I’m living the dream, lately. Well, sort of.
The truth is I’ve spent most of the past three years challenged by a job that is mostly spent NOT travelling on ships, NOT making music, just to get to that incredible source of inspiration. Before that I spent a year poorly paid on contract work, and before that, a year mostly unemployed, and before that, three years in a company run like an asylum, and before that…
The truth is, the sky’s not the limit. The limit is how many phone calls I can make in a day, how many calendars I can get to agree with one another. How many venues I can find that have the space, how many presenters that will take the chance. How far the musicians and the promoters and I are willing to go out on another limb.
The truth is, it’s not so sudden. I played my first gig on stage nearly thirty years ago. I wrote my first songs only a couple of years after that. I made my first tape in 1995. My first CD in 2003.
The truth is, I’m still paying for my most recent CD, which I pressed nearly 4 years ago.
The truth is, when my bandmates and I come home at the end of a gig, we will be lucky if our pennies add up to enough to pay for our mileage, let alone our time, let alone our rehearsal time.
The truth is, this latest burst of creativity and enthusiasm is the first in a long time, and it comes on the heels of me quietly giving up on music once again.

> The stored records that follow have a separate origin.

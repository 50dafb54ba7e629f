//! Order, order item, and order event models.
//!
//! Line items are denormalized snapshots: the fields a customer saw at
//! checkout are copied onto the item so the order survives any later catalog
//! mutation (including product deletion). The charged `price` is the one
//! field the snapshot-refresh webhook must never touch.

use chrono::{DateTime, Utc};
use rust_decimal::Decimal;
use serde::{Deserialize, Serialize};

use marigold_core::{OrderId, OrderState, PaymentMethod, ProductId, StatusParseError, UserId};

use super::catalog::ProductDoc;

/// Customer details captured at checkout.
#[derive(Debug, Clone, Serialize, Deserialize)]
#[serde(rename_all = "camelCase")]
pub struct Customer {
    pub name: String,
    pub email: String,
    /// Local account id of the buyer, when known.
    #[serde(default, skip_serializing_if = "Option::is_none")]
    pub user_id: Option<UserId>,
}

/// A denormalized order line item.
#[derive(Debug, Clone)]
pub struct OrderItem {
    pub product_id: ProductId,
    pub quantity: u32,
    pub size: Option<String>,
    /// Price charged at order time. Immutable for the life of the order.
    pub price: Decimal,
    // Snapshot display fields, refreshed by the catalog webhook.
    pub name: String,
    pub slug: Option<String>,
    pub description: Option<String>,
    pub images: Vec<serde_json::Value>,
    pub discount: Option<Decimal>,
    pub product_link: Option<String>,
    pub status: Option<String>,
}

impl OrderItem {
    /// Build a line item by snapshotting a catalog document.
    #[must_use]
    pub fn snapshot(product: &ProductDoc, quantity: u32, size: Option<String>) -> Self {
        Self {
            product_id: product.id.clone(),
            quantity,
            size,
            price: product.price,
            name: product.name.clone(),
            slug: product.slug.clone(),
            description: product.description.clone(),
            images: product.images.clone(),
            discount: product.discount,
            product_link: product.product_link.clone(),
            status: product.status.clone(),
        }
    }
}

/// A customer order.
#[derive(Debug, Clone)]
pub struct Order {
    pub id: OrderId,
    /// Human-facing order number, e.g. `ORD-1714041600000-a3f29c`.
    pub order_number: String,
    pub customer: Customer,
    pub items: Vec<OrderItem>,
    pub total_amount: Decimal,
    pub discount_amount: Decimal,
    pub coupon_code: Option<String>,
    pub state: OrderState,
    pub payment_method: PaymentMethod,
    /// Gateway's own order id (Razorpay `order_xxx`).
    pub gateway_order_id: Option<String>,
    /// Gateway's payment/transaction id once settled.
    pub gateway_payment_id: Option<String>,
    /// PhonePe merchant transaction id, used for callback lookup.
    pub merchant_transaction_id: Option<String>,
    /// Instrument details reported by the gateway (card network, UPI id, ...).
    pub payment_instrument: Option<serde_json::Value>,
    pub created_at: DateTime<Utc>,
    pub updated_at: DateTime<Utc>,
}

impl Order {
    /// Legacy split-status view, still exposed on the wire.
    #[must_use]
    pub const fn payment_status(&self) -> &'static str {
        self.state.payment_status(self.payment_method)
    }

    /// Legacy split-status view, still exposed on the wire.
    #[must_use]
    pub const fn order_status(&self) -> &'static str {
        self.state.order_status(self.payment_method)
    }
}

/// What happened to an order.
///
/// Stored append-only; payment-settling kinds carry the gateway transaction
/// id that makes reconciliation idempotent.
#[derive(Debug, Clone, Copy, PartialEq, Eq, Serialize, Deserialize)]
#[serde(rename_all = "snake_case")]
pub enum OrderEventKind {
    OrderPlaced,
    PaymentConfirmed,
    PaymentFailed,
    OrderCancelled,
    OrderRefunded,
}

impl OrderEventKind {
    /// The order state this event lands the order in.
    #[must_use]
    pub const fn target_state(self) -> OrderState {
        match self {
            Self::OrderPlaced => OrderState::Pending,
            Self::PaymentConfirmed => OrderState::Paid,
            Self::PaymentFailed => OrderState::Failed,
            Self::OrderCancelled => OrderState::Cancelled,
            Self::OrderRefunded => OrderState::Refunded,
        }
    }

    /// The event that records a transition into `state`.
    #[must_use]
    pub const fn for_state(state: OrderState) -> Self {
        match state {
            OrderState::Pending => Self::OrderPlaced,
            OrderState::Paid => Self::PaymentConfirmed,
            OrderState::Failed => Self::PaymentFailed,
            OrderState::Cancelled => Self::OrderCancelled,
            OrderState::Refunded => Self::OrderRefunded,
        }
    }
}

impl std::fmt::Display for OrderEventKind {
    fn fmt(&self, f: &mut std::fmt::Formatter<'_>) -> std::fmt::Result {
        let s = match self {
            Self::OrderPlaced => "order_placed",
            Self::PaymentConfirmed => "payment_confirmed",
            Self::PaymentFailed => "payment_failed",
            Self::OrderCancelled => "order_cancelled",
            Self::OrderRefunded => "order_refunded",
        };
        f.write_str(s)
    }
}

impl std::str::FromStr for OrderEventKind {
    type Err = StatusParseError;

    fn from_str(s: &str) -> Result<Self, Self::Err> {
        match s {
            "order_placed" => Ok(Self::OrderPlaced),
            "payment_confirmed" => Ok(Self::PaymentConfirmed),
            "payment_failed" => Ok(Self::PaymentFailed),
            "order_cancelled" => Ok(Self::OrderCancelled),
            "order_refunded" => Ok(Self::OrderRefunded),
            _ => Err(StatusParseError {
                kind: "order event",
                value: s.to_owned(),
            }),
        }
    }
}

/// One row of an order's append-only event log.
#[derive(Debug, Clone)]
pub struct OrderEvent {
    pub id: i64,
    pub order_id: OrderId,
    pub kind: OrderEventKind,
    /// Gateway transaction id for payment events; unique across the log.
    pub gateway_txn_id: Option<String>,
    pub data: Option<serde_json::Value>,
    pub created_at: DateTime<Utc>,
}

#[cfg(test)]
mod tests {
    use super::*;

    fn dec(s: &str) -> Decimal {
        s.parse().expect("decimal literal")
    }

    fn product() -> ProductDoc {
        serde_json::from_value(serde_json::json!({
            "_id": "prod_7b2e",
            "name": "Kolhapuri sandals",
            "slug": "kolhapuri-sandals",
            "price": "1299.00",
            "status": "in_stock",
        }))
        .expect("product doc")
    }

    #[test]
    fn snapshot_copies_price_at_order_time() {
        let item = OrderItem::snapshot(&product(), 2, Some("42".into()));
        assert_eq!(item.price, dec("1299.00"));
        assert_eq!(item.quantity, 2);
        assert_eq!(item.name, "Kolhapuri sandals");
    }

    #[test]
    fn event_kinds_match_their_target_states() {
        for kind in [
            OrderEventKind::OrderPlaced,
            OrderEventKind::PaymentConfirmed,
            OrderEventKind::PaymentFailed,
            OrderEventKind::OrderCancelled,
            OrderEventKind::OrderRefunded,
        ] {
            assert_eq!(OrderEventKind::for_state(kind.target_state()), kind);
            let parsed: OrderEventKind = kind.to_string().parse().expect("round trip");
            assert_eq!(parsed, kind);
        }
    }
}
//! Coupon model.

use chrono::{DateTime, Utc};
use rust_decimal::Decimal;

use marigold_core::{CouponId, DiscountType};

/// A discount rule managed by the shop team.
#[derive(Debug, Clone)]
pub struct Coupon {
    pub id: CouponId,
    /// Customer-facing code, stored uppercase.
    pub code: String,
    pub discount_type: DiscountType,
    /// Percentage (0-100) or flat rupee amount, per `discount_type`.
    pub discount_value: Decimal,
    /// Minimum cart amount for the coupon to apply.
    pub minimum_amount: Decimal,
    /// Hard cap on the computed discount.
    pub maximum_discount: Decimal,
    pub valid_from: DateTime<Utc>,
    pub valid_until: DateTime<Utc>,
    /// When non-empty, only items in these categories count toward the
    /// discountable subtotal.
    pub applicable_categories: Vec<String>,
    pub is_active: bool,
}
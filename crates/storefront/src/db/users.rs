//! User repository for database operations.

use chrono::{DateTime, Utc};
use sqlx::PgPool;

use marigold_core::{Email, UserId};

use super::RepositoryError;
use crate::models::User;

/// Internal row type for `PostgreSQL` user queries.
#[derive(Debug, sqlx::FromRow)]
struct UserRow {
    id: i32,
    email: String,
    name: String,
    password_hash: String,
    created_at: DateTime<Utc>,
    updated_at: DateTime<Utc>,
}

impl TryFrom<UserRow> for User {
    type Error = RepositoryError;

    fn try_from(row: UserRow) -> Result<Self, Self::Error> {
        let email = Email::parse(&row.email).map_err(|e| {
            RepositoryError::DataCorruption(format!("invalid email in database: {e}"))
        })?;

        Ok(Self {
            id: UserId::new(row.id),
            email,
            name: row.name,
            password_hash: row.password_hash,
            created_at: row.created_at,
            updated_at: row.updated_at,
        })
    }
}

/// Repository for user database operations.
pub struct UserRepository<'a> {
    pool: &'a PgPool,
}

impl<'a> UserRepository<'a> {
    /// Create a new user repository.
    #[must_use]
    pub const fn new(pool: &'a PgPool) -> Self {
        Self { pool }
    }

    /// Get a user by their email address.
    ///
    /// # Errors
    ///
    /// Returns `RepositoryError::Database` if the query fails.
    /// Returns `RepositoryError::DataCorruption` if the stored email is invalid.
    pub async fn get_by_email(&self, email: &Email) -> Result<Option<User>, RepositoryError> {
        let row = sqlx::query_as::<_, UserRow>(
            r"
            SELECT id, email, name, password_hash, created_at, updated_at
            FROM storefront.user
            WHERE email = $1
            ",
        )
        .bind(email.as_str())
        .fetch_optional(self.pool)
        .await?;

        row.map(TryInto::try_into).transpose()
    }

    /// Get a user by their ID.
    ///
    /// # Errors
    ///
    /// Returns `RepositoryError::Database` if the query fails.
    /// Returns `RepositoryError::DataCorruption` if the stored email is invalid.
    pub async fn get_by_id(&self, id: UserId) -> Result<Option<User>, RepositoryError> {
        let row = sqlx::query_as::<_, UserRow>(
            r"
            SELECT id, email, name, password_hash, created_at, updated_at
            FROM storefront.user
            WHERE id = $1
            ",
        )
        .bind(id)
        .fetch_optional(self.pool)
        .await?;

        row.map(TryInto::try_into).transpose()
    }

    /// Create a new user.
    ///
    /// # Errors
    ///
    /// Returns `RepositoryError::Conflict` if the email already exists.
    /// Returns `RepositoryError::Database` for other database errors.
    pub async fn create(
        &self,
        email: &Email,
        name: &str,
        password_hash: &str,
    ) -> Result<User, RepositoryError> {
        let row = sqlx::query_as::<_, UserRow>(
            r"
            INSERT INTO storefront.user (email, name, password_hash)
            VALUES ($1, $2, $3)
            RETURNING id, email, name, password_hash, created_at, updated_at
            ",
        )
        .bind(email.as_str())
        .bind(name)
        .bind(password_hash)
        .fetch_one(self.pool)
        .await
        .map_err(|e| match &e {
            sqlx::Error::Database(db) if db.is_unique_violation() => {
                RepositoryError::Conflict(format!("email already registered: {email}"))
            }
            _ => RepositoryError::Database(e),
        })?;

        row.try_into()
    }
}
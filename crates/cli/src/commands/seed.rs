//! Seed the database with the demo coupon set.
//!
//! Coupons are normally managed by the shop team directly in the database;
//! this command exists so a fresh environment has something to test with.
//!
//! # Usage
//!
//! ```bash
//! ml-cli seed coupons
//! ```
//!
//! # Environment Variables
//!
//! - `STOREFRONT_DATABASE_URL` - `PostgreSQL` connection string for storefront

use chrono::{Duration, Utc};
use rust_decimal::Decimal;
use secrecy::SecretString;
use thiserror::Error;

use marigold_core::{CouponId, DiscountType};
use marigold_storefront::db::{CouponRepository, RepositoryError, create_pool};
use marigold_storefront::models::Coupon;

/// Errors that can occur during seeding.
#[derive(Debug, Error)]
pub enum SeedError {
    /// Required environment variable is missing.
    #[error("Missing environment variable: {0}")]
    MissingEnvVar(&'static str),

    /// Database connection error.
    #[error("Database error: {0}")]
    Database(#[from] sqlx::Error),

    /// Repository error.
    #[error("Repository error: {0}")]
    Repository(#[from] RepositoryError),
}

/// Upsert the demo coupon set.
///
/// # Errors
///
/// Returns `SeedError` if the env var is missing or a database operation
/// fails.
pub async fn coupons() -> Result<(), SeedError> {
    dotenvy::dotenv().ok();

    let database_url = std::env::var("STOREFRONT_DATABASE_URL")
        .map(SecretString::from)
        .map_err(|_| SeedError::MissingEnvVar("STOREFRONT_DATABASE_URL"))?;

    let pool = create_pool(&database_url).await?;
    let repo = CouponRepository::new(&pool);

    let demo = demo_coupons();
    for coupon in &demo {
        repo.upsert(coupon).await?;
        tracing::info!(code = %coupon.code, "Seeded coupon");
    }

    tracing::info!("Seeded {} coupons", demo.len());
    Ok(())
}

/// The demo coupon set, valid for a year from the moment of seeding.
fn demo_coupons() -> Vec<Coupon> {
    let now = Utc::now();
    let next_year = now + Duration::days(365);

    vec![
        Coupon {
            id: CouponId::new(0),
            code: "WELCOME10".to_string(),
            discount_type: DiscountType::Percentage,
            discount_value: Decimal::from(10),
            minimum_amount: Decimal::from(500),
            maximum_discount: Decimal::from(200),
            valid_from: now,
            valid_until: next_year,
            applicable_categories: Vec::new(),
            is_active: true,
        },
        Coupon {
            id: CouponId::new(0),
            code: "FLAT100".to_string(),
            discount_type: DiscountType::Fixed,
            discount_value: Decimal::from(100),
            minimum_amount: Decimal::from(999),
            maximum_discount: Decimal::from(100),
            valid_from: now,
            valid_until: next_year,
            applicable_categories: Vec::new(),
            is_active: true,
        },
        Coupon {
            id: CouponId::new(0),
            code: "SAREE15".to_string(),
            discount_type: DiscountType::Percentage,
            discount_value: Decimal::from(15),
            minimum_amount: Decimal::from(1500),
            maximum_discount: Decimal::from(750),
            valid_from: now,
            valid_until: next_year,
            applicable_categories: vec!["sarees".to_string()],
            is_active: true,
        },
    ]
}
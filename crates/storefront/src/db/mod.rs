//! Database operations for storefront `PostgreSQL`.
//!
//! # Database: `marigold_storefront`
//!
//! The catalog lives in the hosted content API; this database stores only
//! what the storefront owns:
//!
//! ## Tables
//!
//! - `user` - Site authentication
//! - `sessions` - Tower-sessions storage
//! - `order` / `order_item` - Orders with denormalized product snapshots
//! - `order_event` - Append-only per-order event log
//! - `coupon` - Discount rules
//! - `cart` / `wishlist` - Singleton-per-user documents
//!
//! # Migrations
//!
//! Migrations are stored in `crates/storefront/migrations/` and run via:
//! ```bash
//! cargo run -p marigold-cli -- migrate
//! ```

pub mod carts;
pub mod coupons;
pub mod orders;
pub mod users;

use std::time::Duration;

use secrecy::ExposeSecret;
use sqlx::PgPool;
use sqlx::postgres::PgPoolOptions;
use thiserror::Error;

pub use carts::{CartRepository, WishlistRepository};
pub use coupons::CouponRepository;
pub use orders::{NewOrder, OrderRepository, PaymentUpdate, SettleOutcome};
pub use users::UserRepository;

use marigold_core::OrderState;

/// Errors that can occur during repository operations.
#[derive(Debug, Error)]
pub enum RepositoryError {
    /// Database error from sqlx.
    #[error("database error: {0}")]
    Database(#[from] sqlx::Error),

    /// Data in the database is corrupted or invalid.
    #[error("data corruption: {0}")]
    DataCorruption(String),

    /// Requested entity was not found.
    #[error("not found")]
    NotFound,

    /// Constraint violation (e.g., unique email).
    #[error("constraint violation: {0}")]
    Conflict(String),

    /// The order state machine forbids the requested transition.
    #[error("illegal order transition: {from} -> {to}")]
    IllegalTransition { from: OrderState, to: OrderState },
}

/// Create a `PostgreSQL` connection pool with sensible defaults.
///
/// # Arguments
///
/// * `database_url` - `PostgreSQL` connection string (wrapped in `SecretString`)
///
/// # Errors
///
/// Returns `sqlx::Error` if the connection cannot be established.
pub async fn create_pool(database_url: &secrecy::SecretString) -> Result<PgPool, sqlx::Error> {
    PgPoolOptions::new()
        .max_connections(10)
        .min_connections(2)
        .acquire_timeout(Duration::from_secs(10))
        .connect(database_url.expose_secret())
        .await
}
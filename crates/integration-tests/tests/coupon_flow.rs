//! Integration tests for coupon validation.
//!
//! These tests require:
//! - A running `PostgreSQL` database with migrations applied
//! - Demo coupons seeded (ml-cli seed coupons)
//! - The storefront server running (cargo run -p marigold-storefront)
//!
//! Run with: cargo test -p marigold-integration-tests -- --ignored

use reqwest::{Client, StatusCode};
use serde_json::{Value, json};

use marigold_integration_tests::{session_client, storefront_base_url, unique_email};

/// Register a throwaway user so the session can call protected routes.
async fn signed_in_client() -> Client {
    let client = session_client();
    let base_url = storefront_base_url();

    let resp = client
        .post(format!("{base_url}/api/auth/register"))
        .json(&json!({
            "email": unique_email(),
            "name": "Coupon Tester",
            "password": "correct-horse-battery",
        }))
        .send()
        .await
        .expect("register request failed");
    assert_eq!(resp.status(), StatusCode::OK);

    client
}

fn discount_of(body: &Value) -> f64 {
    match &body["discount"] {
        Value::String(s) => s.parse().expect("discount not numeric"),
        Value::Number(n) => n.as_f64().expect("discount not numeric"),
        other => panic!("unexpected discount value: {other}"),
    }
}

#[tokio::test]
#[ignore = "Requires running storefront server and seeded coupons"]
async fn test_percentage_coupon_applies() {
    let client = signed_in_client().await;
    let base_url = storefront_base_url();

    // WELCOME10: 10% off, minimum 500, capped at 200
    let resp = client
        .post(format!("{base_url}/api/coupons/validate"))
        .json(&json!({
            "code": "WELCOME10",
            "cartAmount": 1000,
            "items": [
                { "productId": "prod_test", "price": 1000, "quantity": 1, "categories": [] }
            ],
        }))
        .send()
        .await
        .expect("validate request failed");
    assert_eq!(resp.status(), StatusCode::OK);

    let body: Value = resp.json().await.expect("validate response not json");
    assert_eq!(body["valid"], true);
    assert_eq!(body["code"], "WELCOME10");
    let discount = discount_of(&body);
    assert!((discount - 100.0).abs() < 0.01, "expected 100, got {discount}");
}

#[tokio::test]
#[ignore = "Requires running storefront server and seeded coupons"]
async fn test_percentage_coupon_caps_at_maximum() {
    let client = signed_in_client().await;
    let base_url = storefront_base_url();

    // 10% of 5000 is 500, but WELCOME10 caps at 200
    let resp = client
        .post(format!("{base_url}/api/coupons/validate"))
        .json(&json!({
            "code": "WELCOME10",
            "cartAmount": 5000,
            "items": [
                { "productId": "prod_test", "price": 5000, "quantity": 1, "categories": [] }
            ],
        }))
        .send()
        .await
        .expect("validate request failed");
    assert_eq!(resp.status(), StatusCode::OK);

    let body: Value = resp.json().await.expect("validate response not json");
    let discount = discount_of(&body);
    assert!((discount - 200.0).abs() < 0.01, "expected 200, got {discount}");
}

#[tokio::test]
#[ignore = "Requires running storefront server and seeded coupons"]
async fn test_coupon_below_minimum_rejected() {
    let client = signed_in_client().await;
    let base_url = storefront_base_url();

    let resp = client
        .post(format!("{base_url}/api/coupons/validate"))
        .json(&json!({
            "code": "WELCOME10",
            "cartAmount": 100,
            "items": [
                { "productId": "prod_test", "price": 100, "quantity": 1, "categories": [] }
            ],
        }))
        .send()
        .await
        .expect("validate request failed");
    assert_eq!(resp.status(), StatusCode::BAD_REQUEST);

    let body: Value = resp.json().await.expect("error response not json");
    assert!(
        body["error"]
            .as_str()
            .expect("error not a string")
            .contains("Minimum order amount")
    );
}

#[tokio::test]
#[ignore = "Requires running storefront server"]
async fn test_unknown_coupon_rejected() {
    let client = signed_in_client().await;
    let base_url = storefront_base_url();

    let resp = client
        .post(format!("{base_url}/api/coupons/validate"))
        .json(&json!({
            "code": "NO-SUCH-CODE",
            "cartAmount": 1000,
            "items": [],
        }))
        .send()
        .await
        .expect("validate request failed");
    assert_eq!(resp.status(), StatusCode::BAD_REQUEST);

    let body: Value = resp.json().await.expect("error response not json");
    assert_eq!(body["error"], "Invalid coupon code");
}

The truth is, I’m stealing some of the energy for the work I’m doing right now from the time I ought to be spending on the novel that has been sitting three-quarters finished for the past three years.
The truth is, I have never been out of debt since I was in my last year of university, and I don’t appear to be getting any closer to living debt free right now. The truth is our house and car are wearing down and we don’t have the time or money to fix them.
The truth is, I will spend somewhere between two and three months of days and nights away from home this year, despite having three kids (two of them really little) and a wife I adore.
All of this sounds terribly negative. It’s not, actually. I’m writing the best material I’ve ever done, and getting the best reaction I’ve ever gotten. I travel widely to places that most people will never see. I spend time with amazing people doing amazing things. More doors are opening for me than ever, and most importantly, I have a real opportunity here to open doors for some others who I really care about.
So don’t get me wrong. When I say I’m living the dream, I mean it.
The truth is, this is what living the dream looks like for me right now. And maybe, just maybe, that’s something like what it takes to make a dream come true.